In a variation of the test, one pathologist worked “without time constraint.” She spent about 30 hours analyzing the slides, which, the study noted, “is infeasible in clinical practice.” Even then, the top 2 algorithms did about as well.
It’s not the first time computers were pitted against human counterparts in oncology. Only recently, however, has their performance begun to catch up with — and exceed — that of people.
In a small 2016 feasibility study analyzing MRI scans from 15 patients, a machine learning program developed by researchers at Case Western Reserve University outperformed 2 neuroradiologists in determining whether abnormal tissue in the images were the result of radiation necrosis or retuning brain cancer.2
One of the 2 neuroradiologists correctly diagnosed 7 patients. The other got 8 right. The computer program got 12 of the 15 right.

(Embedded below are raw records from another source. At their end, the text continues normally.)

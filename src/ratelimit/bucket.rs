//! Seeding and retiring bucket state in the shared store.

use std::sync::Arc;
use tracing::{debug, info, trace, warn};

use super::keys::{encode_timestamp, encode_tokens, StoreKey};
use super::rules::{RateLimitRule, RuleTable};
use crate::store::{SharedStore, StoreError};

/// What initialization did to one rule's entries.
#[derive(Debug, Clone, Copy, PartialEq, Eq)]
pub enum InitOutcome {
    /// At least one entry was missing and was written.
    Created,
    /// Both entries already existed and were left alone.
    Existing,
}

/// Per-table summary of an initialization pass.
#[derive(Debug, Clone, Copy, Default, PartialEq, Eq)]
pub struct InitReport {
    pub created: usize,
    pub existing: usize,
}

/// Creates the bucket and refill marker of every rule.
///
/// Every worker loads the same sequence of configurations, so a worker that
/// reloads late finds entries its peers already seeded and are consuming
/// from. Those entries are live state and are never overwritten.
pub struct BucketInitializer {
    store: Arc<dyn SharedStore>,
}

impl BucketInitializer {
    pub fn new(store: Arc<dyn SharedStore>) -> Self {
        Self { store }
    }

    /// Seed every rule of `table`.
    pub async fn initialize(&self, table: &RuleTable) -> Result<InitReport, StoreError> {
        let mut report = InitReport::default();
        for rule in table.rules() {
            match self.initialize_rule(rule).await? {
                InitOutcome::Created => report.created += 1,
                InitOutcome::Existing => report.existing += 1,
            }
        }

        info!(
            generation = %table.generation(),
            created = report.created,
            existing = report.existing,
            "Initialized token buckets"
        );
        Ok(report)
    }

    /// Seed one rule: a full bucket and a refill marker at zero, each only if absent.
    pub async fn initialize_rule(&self, rule: &RateLimitRule) -> Result<InitOutcome, StoreError> {
        let bucket_key = rule.bucket_key();
        let bucket_created = self
            .create_missing(&bucket_key, &encode_tokens(rule.max_tokens()))
            .await?;
        let marker_created = self
            .create_missing(&rule.marker_key(), &encode_timestamp(0))
            .await?;

        if bucket_created || marker_created {
            debug!(key = %bucket_key, tokens = rule.max_tokens(), "Created token bucket");
            Ok(InitOutcome::Created)
        } else {
            trace!(key = %bucket_key, "Token bucket already seeded");
            Ok(InitOutcome::Existing)
        }
    }

    /// Write `value` under `key` unless the key exists. Returns whether it wrote.
    async fn create_missing(&self, key: &StoreKey, value: &[u8]) -> Result<bool, StoreError> {
        if self.store.get(key.as_str()).await?.is_some() {
            return Ok(false);
        }
        self.store.set(key.as_str(), value, None).await?;
        Ok(true)
    }

    /// Delete the entries of a superseded table.
    ///
    /// Returns how many keys were removed. Stores without deletion leave the
    /// keys in place.
    pub async fn retire(&self, table: &RuleTable) -> usize {
        let mut removed = 0;
        for rule in table.rules() {
            for key in [rule.bucket_key(), rule.marker_key()] {
                match self.store.delete(key.as_str()).await {
                    Ok(()) => removed += 1,
                    Err(StoreError::Unsupported(_)) => {
                        debug!(
                            generation = %table.generation(),
                            "Store cannot delete, leaving retired buckets in place"
                        );
                        return removed;
                    }
                    Err(e) => warn!(key = %key, error = %e, "Failed to delete retired key"),
                }
            }
        }

        info!(generation = %table.generation(), removed, "Retired token buckets");
        removed
    }
}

In January 2017, a group of computer scientists with the Stanford University Artificial Intelligence Laboratory in Palo Alto, California, reported they had developed an artificial intelligence algorithm — a deep “convolutional neural network” (CNN) — that could learn as it went, and teach itself to properly diagnose images of skin lesions for cancer.3
They designed it to correctly classify 2 types of cases: keratinocyte carcinomas vs benign seborrheic keratosis, and malignant melanomas vs benign nevi.
“The first case represents the identification of the most common cancers, the second represents the identification of the deadliest skin cancer,” the algorithm’s designers explained.
Testing its performance against 21 board-certified dermatologists, the researchers wrote, “the CNN achieves performance on par with all tested experts across both tasks, demonstrating an artificial intelligence capable of classifying skin cancer with a level of competence comparable to dermatologists.”
The findings, they concluded, showed that artificial intelligence could put the power of diagnosis in the hands of nearly everyone.